>>
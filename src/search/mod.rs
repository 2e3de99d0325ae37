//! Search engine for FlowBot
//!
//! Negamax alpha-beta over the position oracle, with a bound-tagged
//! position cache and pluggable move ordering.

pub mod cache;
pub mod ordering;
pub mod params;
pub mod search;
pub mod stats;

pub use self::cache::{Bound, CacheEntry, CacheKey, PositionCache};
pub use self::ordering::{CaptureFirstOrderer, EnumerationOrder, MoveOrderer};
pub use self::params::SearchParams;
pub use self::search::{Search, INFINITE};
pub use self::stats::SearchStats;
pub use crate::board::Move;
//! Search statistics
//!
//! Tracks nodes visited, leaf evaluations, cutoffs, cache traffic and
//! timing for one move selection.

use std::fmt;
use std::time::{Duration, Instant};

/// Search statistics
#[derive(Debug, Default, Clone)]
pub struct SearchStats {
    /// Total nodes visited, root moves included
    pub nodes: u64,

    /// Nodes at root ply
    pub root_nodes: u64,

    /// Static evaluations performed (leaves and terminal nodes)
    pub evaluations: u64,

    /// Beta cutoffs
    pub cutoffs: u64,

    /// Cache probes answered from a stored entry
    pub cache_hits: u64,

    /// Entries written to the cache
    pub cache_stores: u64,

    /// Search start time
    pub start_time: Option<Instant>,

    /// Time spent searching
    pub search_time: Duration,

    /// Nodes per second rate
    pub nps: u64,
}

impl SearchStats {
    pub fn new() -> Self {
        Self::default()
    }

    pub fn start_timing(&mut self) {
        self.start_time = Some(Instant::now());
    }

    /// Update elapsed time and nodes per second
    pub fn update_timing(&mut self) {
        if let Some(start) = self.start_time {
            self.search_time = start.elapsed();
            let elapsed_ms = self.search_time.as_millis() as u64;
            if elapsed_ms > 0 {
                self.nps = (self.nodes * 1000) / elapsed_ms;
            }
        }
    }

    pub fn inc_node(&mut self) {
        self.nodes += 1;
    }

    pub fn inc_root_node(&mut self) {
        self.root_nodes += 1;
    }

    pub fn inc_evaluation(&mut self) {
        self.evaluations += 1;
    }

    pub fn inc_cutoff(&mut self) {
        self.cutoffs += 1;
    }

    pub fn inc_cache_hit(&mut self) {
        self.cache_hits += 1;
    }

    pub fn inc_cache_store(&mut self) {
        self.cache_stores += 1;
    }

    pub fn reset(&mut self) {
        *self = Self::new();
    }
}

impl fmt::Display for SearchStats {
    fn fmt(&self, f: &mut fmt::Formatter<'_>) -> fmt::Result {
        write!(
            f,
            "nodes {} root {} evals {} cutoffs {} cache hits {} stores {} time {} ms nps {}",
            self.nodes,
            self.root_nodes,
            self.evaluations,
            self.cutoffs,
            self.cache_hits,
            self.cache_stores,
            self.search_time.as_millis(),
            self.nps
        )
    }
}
<<
▶ [PROBLEM DESCRIPTION]:
If a line in the records above holds the string "Some", copy it out.

▶ [OUTPUT OF THE TASK]:
        self.start_time = Some(Instant::now());
        if let Some(start) = self.start_time {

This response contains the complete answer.